QUALCOSA DI GIUSTO LO HANNO DETTO

Sebbene i risultati di questa ricerca siano incompleti, qualcosa di corretto è stato fatto, anche se solamente in una fase iniziale: sottolineare la differenza tra due "tipologie" di Cannabis. Indipendentemente dal fatto che sembrino aver davvero compreso che cosa sia l'hashish, ciò che è importante è che abbiano sottolineato la differenza, senza mettere la Cannabis tutta nello stesso calderone. È un approccio auspicabile e va incoraggiato, dal momento che in questo modo si potrebbe comprendere come un diverso rapporto fra i cannabinoidi, come THC/CBD, interagisca differentemente con l'organismo umano.

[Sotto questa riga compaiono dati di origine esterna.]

//! Request extractors.

pub mod auth;

pub use auth::AuthUser;
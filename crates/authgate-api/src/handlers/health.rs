//! Health check handler.

use axum::Json;

use crate::dto::response::MessageResponse;

/// GET /health
pub async fn health() -> Json<MessageResponse> {
    Json(MessageResponse {
        message: "ok".to_string(),
    })
}
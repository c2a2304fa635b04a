//! At-most-one-concurrent-execution primitive.
//!
//! Callers that arrive while an operation is in flight join the shared
//! future and receive the same result. The slot clears when the flight
//! settles (success or failure), so a later call starts a fresh one.

use std::sync::Mutex;

use futures::FutureExt;
use futures::future::{BoxFuture, Shared};

type Flight<T, E> = Shared<BoxFuture<'static, Result<T, E>>>;

/// Guarded optional handle to a single in-flight operation.
///
/// Reusable for any operation requiring at-most-one-concurrent-execution
/// semantics; results must be cloneable since every joined caller gets one.
pub struct SingleFlight<T, E> {
    inflight: Mutex<Option<Flight<T, E>>>,
}

impl<T, E> Default for SingleFlight<T, E> {
    fn default() -> Self {
        Self::new()
    }
}

impl<T, E> SingleFlight<T, E> {
    /// Creates an empty slot.
    pub fn new() -> Self {
        Self {
            inflight: Mutex::new(None),
        }
    }

    /// Whether an operation is currently in flight.
    pub fn is_in_flight(&self) -> bool {
        self.inflight.lock().unwrap().is_some()
    }
}

impl<T, E> SingleFlight<T, E>
where
    T: Clone + Send + Sync + 'static,
    E: Clone + Send + Sync + 'static,
{
    /// Joins the in-flight operation if one exists, otherwise starts `op`.
    ///
    /// The factory is only invoked when this caller starts the flight. The
    /// mutex is held just to install or read the handle, never across an
    /// await.
    pub async fn run<F>(&self, op: F) -> Result<T, E>
    where
        F: FnOnce() -> BoxFuture<'static, Result<T, E>>,
    {
        let (flight, started_here) = {
            let mut slot = self.inflight.lock().unwrap();
            match slot.as_ref() {
                Some(existing) => (existing.clone(), false),
                None => {
                    let flight = op().shared();
                    *slot = Some(flight.clone());
                    (flight, true)
                }
            }
        };

        let result = flight.clone().await;

        if started_here {
            let mut slot = self.inflight.lock().unwrap();
            if slot
                .as_ref()
                .is_some_and(|current| Shared::ptr_eq(current, &flight))
            {
                *slot = None;
            }
        }

        result
    }
}

impl<T, E> std::fmt::Debug for SingleFlight<T, E> {
    fn fmt(&self, f: &mut std::fmt::Formatter<'_>) -> std::fmt::Result {
        f.debug_struct("SingleFlight")
            .field("in_flight", &self.inflight.lock().unwrap().is_some())
            .finish()
    }
}
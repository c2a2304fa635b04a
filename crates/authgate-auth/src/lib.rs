//! # authgate-auth
//!
//! Token issuing, verification, and refresh session tracking for AuthGate.
//!
//! ## Modules
//!
//! - `jwt` — JWT token creation and validation for access and refresh tokens
//! - `session` — server-side refresh session registry and the issuing authority

pub mod jwt;
pub mod session;

pub use jwt::{Claims, JwtDecoder, JwtEncoder, TokenType};
pub use session::{RefreshSession, SessionManager, SessionStore};
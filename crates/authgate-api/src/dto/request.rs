//! Request DTOs.

use serde::{Deserialize, Serialize};

/// Login request body.
#[derive(Debug, Clone, Serialize, Deserialize)]
pub struct LoginRequest {
    /// Username.
    pub username: String,
    /// Password.
    pub password: String,
}
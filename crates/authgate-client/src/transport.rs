//! Network seam between the consumer stack and the issuing authority.
//!
//! `AuthTransport` keeps the cache, coordinator, and call wrapper testable
//! without a server; `HttpTransport` is the real reqwest implementation
//! with a cookie store carrying the refresh cookie.

use async_trait::async_trait;
use serde_json::Value;

use crate::error::ClientError;

/// A token as declared by the server, with its advertised TTL.
#[derive(Debug, Clone, PartialEq, Eq)]
pub struct IssuedToken {
    /// The bearer access token.
    pub access_token: String,
    /// Declared TTL in seconds.
    pub expires_in_sec: u64,
}

/// Operations the consumer stack performs against the authority.
#[async_trait]
pub trait AuthTransport: Send + Sync {
    /// POST /login with credentials.
    async fn login(&self, username: &str, password: &str) -> Result<IssuedToken, ClientError>;

    /// POST /auth/refresh using the stored refresh cookie.
    async fn refresh(&self) -> Result<IssuedToken, ClientError>;

    /// POST /logout, best-effort.
    async fn logout(&self) -> Result<(), ClientError>;

    /// Performs a protected call with the given bearer token attached.
    async fn call(
        &self,
        method: &str,
        path: &str,
        body: Option<Value>,
        bearer: Option<&str>,
    ) -> Result<Value, ClientError>;
}

/// Wire shape of the server's token responses.
#[derive(Debug, serde::Deserialize)]
#[serde(rename_all = "camelCase")]
struct TokenResponseBody {
    access_token: String,
    expires_in_sec: u64,
}

/// Wire shape of the server's error responses.
#[derive(Debug, serde::Deserialize)]
struct ErrorBody {
    message: String,
}

/// reqwest-backed transport. The cookie store holds the refresh cookie so
/// refresh and logout calls carry it automatically.
#[derive(Debug, Clone)]
pub struct HttpTransport {
    client: reqwest::Client,
    base_url: String,
}

impl HttpTransport {
    /// Creates a transport for the given server base URL.
    pub fn new(base_url: impl Into<String>) -> Result<Self, ClientError> {
        let client = reqwest::Client::builder()
            .cookie_store(true)
            .build()
            .map_err(|e| ClientError::Transport(e.to_string()))?;

        Ok(Self {
            client,
            base_url: base_url.into().trim_end_matches('/').to_string(),
        })
    }

    fn url(&self, path: &str) -> String {
        format!("{}{}", self.base_url, path)
    }

    async fn error_message(response: reqwest::Response) -> String {
        match response.json::<ErrorBody>().await {
            Ok(body) => body.message,
            Err(_) => "no error body".to_string(),
        }
    }
}

#[async_trait]
impl AuthTransport for HttpTransport {
    async fn login(&self, username: &str, password: &str) -> Result<IssuedToken, ClientError> {
        let response = self
            .client
            .post(self.url("/login"))
            .json(&serde_json::json!({ "username": username, "password": password }))
            .send()
            .await?;

        let status = response.status();
        if status == reqwest::StatusCode::UNAUTHORIZED {
            return Err(ClientError::BadCredentials(
                Self::error_message(response).await,
            ));
        }
        if !status.is_success() {
            return Err(ClientError::Status {
                status: status.as_u16(),
                message: Self::error_message(response).await,
            });
        }

        let body: TokenResponseBody = response.json().await?;
        Ok(IssuedToken {
            access_token: body.access_token,
            expires_in_sec: body.expires_in_sec,
        })
    }

    async fn refresh(&self) -> Result<IssuedToken, ClientError> {
        let response = self
            .client
            .post(self.url("/auth/refresh"))
            .send()
            .await
            .map_err(|e| ClientError::RefreshFailed(e.to_string()))?;

        let status = response.status();
        if status == reqwest::StatusCode::UNAUTHORIZED {
            return Err(ClientError::RefreshRejected(
                Self::error_message(response).await,
            ));
        }
        if !status.is_success() {
            return Err(ClientError::RefreshFailed(format!(
                "status {}: {}",
                status.as_u16(),
                Self::error_message(response).await
            )));
        }

        let body: TokenResponseBody = response
            .json()
            .await
            .map_err(|e| ClientError::RefreshFailed(e.to_string()))?;
        Ok(IssuedToken {
            access_token: body.access_token,
            expires_in_sec: body.expires_in_sec,
        })
    }

    async fn logout(&self) -> Result<(), ClientError> {
        let response = self.client.post(self.url("/logout")).send().await?;

        if !response.status().is_success() {
            return Err(ClientError::Status {
                status: response.status().as_u16(),
                message: Self::error_message(response).await,
            });
        }
        Ok(())
    }

    async fn call(
        &self,
        method: &str,
        path: &str,
        body: Option<Value>,
        bearer: Option<&str>,
    ) -> Result<Value, ClientError> {
        let method: reqwest::Method = method
            .parse()
            .map_err(|_| ClientError::Transport(format!("invalid method: {method}")))?;

        let mut request = self.client.request(method, self.url(path));
        if let Some(token) = bearer {
            request = request.bearer_auth(token);
        }
        if let Some(body) = body {
            request = request.json(&body);
        }

        let response = request.send().await?;
        let status = response.status();

        if status == reqwest::StatusCode::UNAUTHORIZED {
            return Err(ClientError::Unauthorized(
                Self::error_message(response).await,
            ));
        }
        if !status.is_success() {
            return Err(ClientError::Status {
                status: status.as_u16(),
                message: Self::error_message(response).await,
            });
        }

        response.json().await.map_err(ClientError::from)
    }
}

COME, INVECE, LA CANNABIS PUÒ PREVENIRE LE PSICOSI

Passando da un estremo all'altro, un'altra recente scoperta avrebbe mostrato come la Cannabis possa essere impiegata proprio nel trattamento delle psicosi, screditando ancora una volta il sensazionalismo perorato dai mezzi di comunicazione e dalle agenzie governative. Di fatto, si tratta di qualcosa di più che una semplice teoria: la compagnia farmaceutica inglese GW Pharmaceuticals ha, di recente, analizzato la natura palliativa del CBD (uno dei maggiori cannabinoidi riscontrabili nella Cannabis) in caso di psicosi. È auspicabile che, grazie a questo tipo di sperimentazioni, possano arrivare a mettere a punto medicinali da prescrizione a base di Cannabis per il trattamento attivo delle psicosi.

In entrambi i casi, è importante non prendere le notizie riportate sui giornali come oro colato. Entrando nel merito della ricerca stessa, e facendosi la propria opinione. Per quanto il movimento a sostegno della Cannabis sia in costante crescita, nel Regno Unito, i media continuano a portare avanti la propria campagna allarmista. Non credete alle montature!